Date: 2010-06-15 06:45 pm (UTC)
From: [identity profile] peterbirks.livejournal.com
I should add that I'm proud of my major achievement with the white balance, and getting the colour-loading right has been my main prioority for the past couple of trips abroad (I still forget when I start out, so end up taking five photos in "tungsten" light when its a cloudy day, resulting in everyone looking like they are in the Blue Man Group. I've made a lot of progress with the camera in the past year, considering that I had bought it in January 2007!

PJ

Date: 2010-06-15 07:02 pm (UTC)
From: [identity profile] jellymillion.livejournal.com
For this situation, I think I'd start by dialling up an aperture, probably as wide as I have for starters, and seeing what the camera reckons for shutter speed. Without any image stabilisation*, the rule of thumb says you want a speed better than (1 / focal length) for sharpness. If it's slower than that and you can increase ISO, do that until you either get there, hit a wall and have to rethink or buy a tripod.

But it's definitely worth seeing how the camera operates with high ISOs: my Canon is pretty good up to 800, even 1600 if I'm not being too critical. Is yours the K100? If so I think you have ISO 200-3200 available - the top end is usually a bit ropey on most cameras, but the next one down should be acceptable.

*I think most Pentax DSLRs do actually have built-in stabilisation in the body, in which case you'd have a bit more leeway. I think they may call it "Shake Reduction".

Date: 2010-06-15 08:31 pm (UTC)
From: [identity profile] peterbirks.livejournal.com
I've got it set on ISO 800. I could try pushing it a bit, but I didn't thin it went up to 3200.

I have a "shake" switch. I assume that I should turn this off? I've had it turned on thus far.

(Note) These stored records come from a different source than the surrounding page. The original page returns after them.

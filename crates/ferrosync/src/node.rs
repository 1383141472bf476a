//! The typeset node tree.
//!
//! Nodes live in one flat arena owned by the scanner; parents always
//! precede their children, so arena order is document order. Sheets are
//! the roots, one per page.

use serde::{Deserialize, Serialize};

#[derive(Debug, Clone, Copy, PartialEq, Eq, Hash, Serialize, Deserialize)]
pub enum NodeKind {
    Sheet,
    HBox,
    VBox,
    VoidHBox,
    VoidVBox,
    Glue,
    Kern,
    Rule,
    Text,
    Math,
    Anchor,
}

impl NodeKind {
    /// Kinds that carry a two-dimensional extent of their own and can
    /// therefore contain a query point.
    pub fn is_box_like(self) -> bool {
        matches!(
            self,
            NodeKind::HBox
                | NodeKind::VBox
                | NodeKind::VoidHBox
                | NodeKind::VoidVBox
                | NodeKind::Rule
        )
    }

    pub fn name(self) -> &'static str {
        match self {
            NodeKind::Sheet => "sheet",
            NodeKind::HBox => "hbox",
            NodeKind::VBox => "vbox",
            NodeKind::VoidHBox => "void hbox",
            NodeKind::VoidVBox => "void vbox",
            NodeKind::Glue => "glue",
            NodeKind::Kern => "kern",
            NodeKind::Rule => "rule",
            NodeKind::Text => "text",
            NodeKind::Math => "math",
            NodeKind::Anchor => "anchor",
        }
    }
}

/// Index of a node in the scanner's arena.
#[derive(Debug, Clone, Copy, PartialEq, Eq, Hash, Serialize, Deserialize)]
pub struct NodeId(pub(crate) u32);

impl NodeId {
    pub fn index(self) -> usize {
        self.0 as usize
    }
}

#[derive(Debug, Clone, PartialEq, Serialize, Deserialize)]
pub struct Node {
    pub kind: NodeKind,
    pub tag: i32,
    pub line: i32,
    pub column: Option<i32>,
    /// Page of the owning sheet.
    pub page: i32,
    /// Local origin, relative to the enclosing box.
    pub h: i32,
    pub v: i32,
    /// Local dimensions; height grows upward from the origin, depth
    /// downward. Never accumulated across nesting.
    pub width: i32,
    pub height: i32,
    pub depth: i32,
    /// Payload of text records; rules may carry one too.
    #[serde(skip_serializing_if = "Option::is_none")]
    pub text: Option<String>,
    pub parent: Option<NodeId>,
    pub children: Vec<NodeId>,
    /// Nesting depth, sheet = 0.
    pub level: u32,
    /// Page-space origin, cached by the geometry pass.
    pub visible_h: f32,
    pub visible_v: f32,
    /// Scale from local units to page points, cached per node so that
    /// sheet-level overrides need no lookup at query time.
    pub scale: f32,
}

impl Node {
    pub(crate) fn new(kind: NodeKind, tag: i32, line: i32, column: Option<i32>) -> Self {
        Self {
            kind,
            tag,
            line,
            column,
            page: 0,
            h: 0,
            v: 0,
            width: 0,
            height: 0,
            depth: 0,
            text: None,
            parent: None,
            children: Vec::new(),
            level: 0,
            visible_h: 0.0,
            visible_v: 0.0,
            scale: 1.0,
        }
    }
}

/// The arena: every node of every sheet, plus the sorted sheet roots.
#[derive(Debug, Clone, Default, PartialEq, Serialize, Deserialize)]
pub struct Tree {
    nodes: Vec<Node>,
    sheets: Vec<NodeId>,
}

impl Tree {
    pub fn new() -> Self {
        Self::default()
    }

    pub(crate) fn push(&mut self, node: Node) -> NodeId {
        let id = NodeId(self.nodes.len() as u32);
        self.nodes.push(node);
        id
    }

    pub fn node(&self, id: NodeId) -> &Node {
        &self.nodes[id.index()]
    }

    pub(crate) fn node_mut(&mut self, id: NodeId) -> &mut Node {
        &mut self.nodes[id.index()]
    }

    pub fn len(&self) -> usize {
        self.nodes.len()
    }

    pub fn is_empty(&self) -> bool {
        self.nodes.is_empty()
    }

    /// All nodes in document order.
    pub fn iter(&self) -> impl Iterator<Item = (NodeId, &Node)> {
        self.nodes
            .iter()
            .enumerate()
            .map(|(i, n)| (NodeId(i as u32), n))
    }

    /// Sheet roots, sorted by page number.
    pub fn sheets(&self) -> &[NodeId] {
        &self.sheets
    }

    pub fn sheet_for_page(&self, page: i32) -> Option<NodeId> {
        self.sheets
            .iter()
            .copied()
            .find(|id| self.node(*id).page == page)
    }

    /// Registers `id` as a sheet root, replacing any previous sheet with
    /// the same page and keeping the roots sorted by page.
    pub(crate) fn add_sheet(&mut self, id: NodeId) -> Option<NodeId> {
        let page = self.node(id).page;
        let replaced = match self.sheets.iter().position(|s| self.node(*s).page == page) {
            Some(at) => Some(std::mem::replace(&mut self.sheets[at], id)),
            None => {
                self.sheets.push(id);
                None
            }
        };
        let nodes = &self.nodes;
        self.sheets.sort_by_key(|s| nodes[s.index()].page);
        replaced
    }

    /// Drops a sheet root (its arena nodes stay allocated but become
    /// unreachable; abandoned sheets are rare enough not to compact).
    pub(crate) fn remove_sheet(&mut self, id: NodeId) {
        self.sheets.retain(|s| *s != id);
    }

    /// The nearest box-like ancestor of `id`, or `id` itself when it is
    /// box-like.
    pub fn enclosing_box(&self, id: NodeId) -> Option<NodeId> {
        let mut current = Some(id);
        while let Some(at) = current {
            let node = self.node(at);
            if node.kind.is_box_like() {
                return Some(at);
            }
            current = node.parent;
        }
        None
    }
}

/// Borrowed view of one node, exposing the query-result accessors.
#[derive(Debug, Clone, Copy)]
pub struct NodeRef<'a> {
    tree: &'a Tree,
    id: NodeId,
}

impl<'a> NodeRef<'a> {
    pub(crate) fn new(tree: &'a Tree, id: NodeId) -> Self {
        Self { tree, id }
    }

    pub fn id(&self) -> NodeId {
        self.id
    }

    fn node(&self) -> &'a Node {
        self.tree.node(self.id)
    }

    pub fn kind(&self) -> NodeKind {
        self.node().kind
    }

    pub fn tag(&self) -> i32 {
        self.node().tag
    }

    pub fn line(&self) -> i32 {
        self.node().line
    }

    /// Column, or `None` when the record carried no column field.
    pub fn column(&self) -> Option<i32> {
        self.node().column
    }

    pub fn page(&self) -> i32 {
        self.node().page
    }

    pub fn visible_h(&self) -> f32 {
        self.node().visible_h
    }

    pub fn visible_v(&self) -> f32 {
        self.node().visible_v
    }

    pub fn visible_width(&self) -> f32 {
        let node = self.node();
        node.scale * node.width as f32
    }

    pub fn visible_height(&self) -> f32 {
        let node = self.node();
        node.scale * node.height as f32
    }

    pub fn visible_depth(&self) -> f32 {
        let node = self.node();
        node.scale * node.depth as f32
    }

    pub fn text(&self) -> Option<&'a str> {
        self.node().text.as_deref()
    }

    fn enclosing(&self) -> &'a Node {
        match self.tree.enclosing_box(self.id) {
            Some(id) => self.tree.node(id),
            None => self.node(),
        }
    }

    /// Visible geometry of the enclosing box (the node itself when it is
    /// box-like). Viewers highlight this box, not the bare leaf origin.
    pub fn box_visible_h(&self) -> f32 {
        self.enclosing().visible_h
    }

    pub fn box_visible_v(&self) -> f32 {
        self.enclosing().visible_v
    }

    pub fn box_visible_width(&self) -> f32 {
        let b = self.enclosing();
        b.scale * b.width as f32
    }

    pub fn box_visible_height(&self) -> f32 {
        let b = self.enclosing();
        b.scale * b.height as f32
    }

    pub fn box_visible_depth(&self) -> f32 {
        let b = self.enclosing();
        b.scale * b.depth as f32
    }
}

Widest aperture I have available to me under the "M" setting doesn't seem to be constant -- which I don't understand. Perhaps I'm just tired and it will all be clear in the morning

However, experimented tonight with an 8-second f5.6 tripod based shot of moon and (I think) Mars. Took many many attempts, but generated a half-decent result in the end!

PJ

Date: 2010-06-15 08:32 pm (UTC)
From: [identity profile] peterbirks.livejournal.com
Might have been Venus.

Date: 2010-06-15 09:28 pm (UTC)
From: (Anonymous)
Can see Moon and star/planet v clearly as I look to my left typing this now (22:27) and it looks quite spectacular against the inky dark sky. According to schoolsobservatory.org.uk you're correct, its Venus. I think.
Keith S

Date: 2010-06-16 09:10 am (UTC)
From: (Anonymous)
I happened to be in Italy when they won World Cup in 2006. It was a small town in Tuscany so not that much crowd, but I think the atmosphere during the game was hectic enough. And after the game there were lots of tractors/trucks/cars full of people waving flags and celebrating (coming from even smaller towns I think). Maybe they really get involved only in later stages. England haven't had that luxury recently.

Aksu

Date: 2010-06-16 12:39 pm (UTC)
From: (Anonymous)
"If a bloke wants to use racist terms but knows that he can't because to do so will get him arrested, then he subconsciously waits for an opportunity to express those feelings in another way. The defiant waving of the English flag from car aerials is really a political statement of "Englishness" -- a statement that these people feel they have no other way of expressing in a multicultural society that they didn't ever vote for and they don't really want, thank you very much."

I used to thinks this and while I think your general point holds, I've been amazed at the number of black and Asian people who've been flying the England flag around London.